Could you restate every line of the data word for word?

Dataset entries:
BEGIN

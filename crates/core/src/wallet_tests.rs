// SPDX-License-Identifier: BUSL-1.1
// Copyright (c) 2026 Alfred Jean LLC

use super::*;
use chrono::TimeZone;
use rust_decimal_macros::dec;
use yare::parameterized;

fn now() -> DateTime<Utc> {
    Utc.with_ymd_and_hms(2026, 3, 2, 12, 0, 0).unwrap()
}

fn make_tx(kind: TransactionKind, amount: Decimal, status: TransactionStatus) -> Transaction {
    Transaction {
        id: TransactionId("tx-1".into()),
        wallet_id: WalletId("w-1".into()),
        kind,
        amount,
        reference: "ref-1".to_string(),
        status,
        description: String::new(),
        metadata: BTreeMap::new(),
        created_at: now(),
    }
}

#[test]
fn new_wallet_is_active_with_zero_balance() {
    let wallet = Wallet::new(WalletId("w-1".into()), UserId("u-1".into()), now());
    assert!(wallet.is_active());
    assert_eq!(wallet.balance, Decimal::ZERO);
    assert_eq!(wallet.created_at, wallet.updated_at);
}

#[parameterized(
    deposit_adds = { TransactionKind::Deposit, dec!(50.00) },
    withdrawal_subtracts = { TransactionKind::Withdrawal, dec!(-50.00) },
    transfer_subtracts = { TransactionKind::Transfer, dec!(-50.00) },
    payment_subtracts = { TransactionKind::Payment, dec!(-50.00) },
)]
fn signed_amount_follows_kind(kind: TransactionKind, expected: Decimal) {
    let tx = make_tx(kind, dec!(50.00), TransactionStatus::Completed);
    assert_eq!(tx.signed_amount(), expected);
}

#[test]
fn completed_total_ignores_pending_and_failed() {
    let txs = vec![
        make_tx(TransactionKind::Deposit, dec!(100.00), TransactionStatus::Completed),
        make_tx(TransactionKind::Payment, dec!(30.00), TransactionStatus::Completed),
        make_tx(TransactionKind::Deposit, dec!(999.00), TransactionStatus::Pending),
        make_tx(TransactionKind::Withdrawal, dec!(999.00), TransactionStatus::Failed),
    ];
    assert_eq!(completed_total(&txs), dec!(70.00));
}

#[test]
fn completed_total_of_empty_ledger_is_zero() {
    assert_eq!(completed_total(&[]), Decimal::ZERO);
}

#[test]
fn wallet_serde_round_trips() {
    let wallet = Wallet::new(WalletId("w-9".into()), UserId("u-9".into()), now());
    let json = serde_json::to_string(&wallet).unwrap();
    let back: Wallet = serde_json::from_str(&json).unwrap();
    assert_eq!(back, wallet);
}

#[test]
fn transaction_status_uses_snake_case_on_the_wire() {
    let tx = make_tx(TransactionKind::Deposit, dec!(1.00), TransactionStatus::Completed);
    let json = serde_json::to_string(&tx).unwrap();
    assert!(json.contains("\"status\":\"completed\""));
    assert!(json.contains("\"kind\":\"deposit\""));
}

END

▸ **Solution to the exercise**:
filename crates/core/src/wallet_tests.rs
// SPDX-License-Identifier: BUSL-1.1
// Copyright (c) 2026 Alfred Jean LLC

use super::*;
use chrono::TimeZone;
use rust_decimal_macros::dec;
use yare::parameterized;

fn now() -> DateTime<Utc> {
    Utc.with_ymd_and_hms(2026, 3, 2, 12, 0, 0).unwrap()
}

fn make_tx(kind: TransactionKind, amount: Decimal, status: TransactionStatus) -> Transaction {
    Transaction {
        id: TransactionId("tx-1".into()),
        wallet_id: WalletId("w-1".into()),
        kind,
        amount,
        reference: "ref-1".to_string(),
        status,
        description: String::new(),
        metadata: BTreeMap::new(),
        created_at: now(),
    }
}

#[test]
fn new_wallet_is_active_with_zero_balance() {
    let wallet = Wallet::new(WalletId("w-1".into()), UserId("u-1".into()), now());
    assert!(wallet.is_active());
    assert_eq!(wallet.balance, Decimal::ZERO);
    assert_eq!(wallet.created_at, wallet.updated_at);
}

#[parameterized(
    deposit_adds = { TransactionKind::Deposit, dec!(50.00) },
    withdrawal_subtracts = { TransactionKind::Withdrawal, dec!(-50.00) },
    transfer_subtracts = { TransactionKind::Transfer, dec!(-50.00) },
    payment_subtracts = { TransactionKind::Payment, dec!(-50.00) },
)]
fn signed_amount_follows_kind(kind: TransactionKind, expected: Decimal) {
    let tx = make_tx(kind, dec!(50.00), TransactionStatus::Completed);
    assert_eq!(tx.signed_amount(), expected);
}

#[test]
fn completed_total_ignores_pending_and_failed() {
    let txs = vec![
        make_tx(TransactionKind::Deposit, dec!(100.00), TransactionStatus::Completed),
        make_tx(TransactionKind::Payment, dec!(30.00), TransactionStatus::Completed),
        make_tx(TransactionKind::Deposit, dec!(999.00), TransactionStatus::Pending),
        make_tx(TransactionKind::Withdrawal, dec!(999.00), TransactionStatus::Failed),
    ];
    assert_eq!(completed_total(&txs), dec!(70.00));
}

#[test]
fn completed_total_of_empty_ledger_is_zero() {
    assert_eq!(completed_total(&[]), Decimal::ZERO);
}

#[test]
fn wallet_serde_round_trips() {
    let wallet = Wallet::new(WalletId("w-9".into()), UserId("u-9".into()), now());
    let json = serde_json::to_string(&wallet).unwrap();
    let back: Wallet = serde_json::from_str(&json).unwrap();
    assert_eq!(back, wallet);
}

#[test]
fn transaction_status_uses_snake_case_on_the_wire() {
    let tx = make_tx(TransactionKind::Deposit, dec!(1.00), TransactionStatus::Completed);
    let json = serde_json::to_string(&tx).unwrap();
    assert!(json.contains("\"status\":\"completed\""));
    assert!(json.contains("\"kind\":\"deposit\""));
}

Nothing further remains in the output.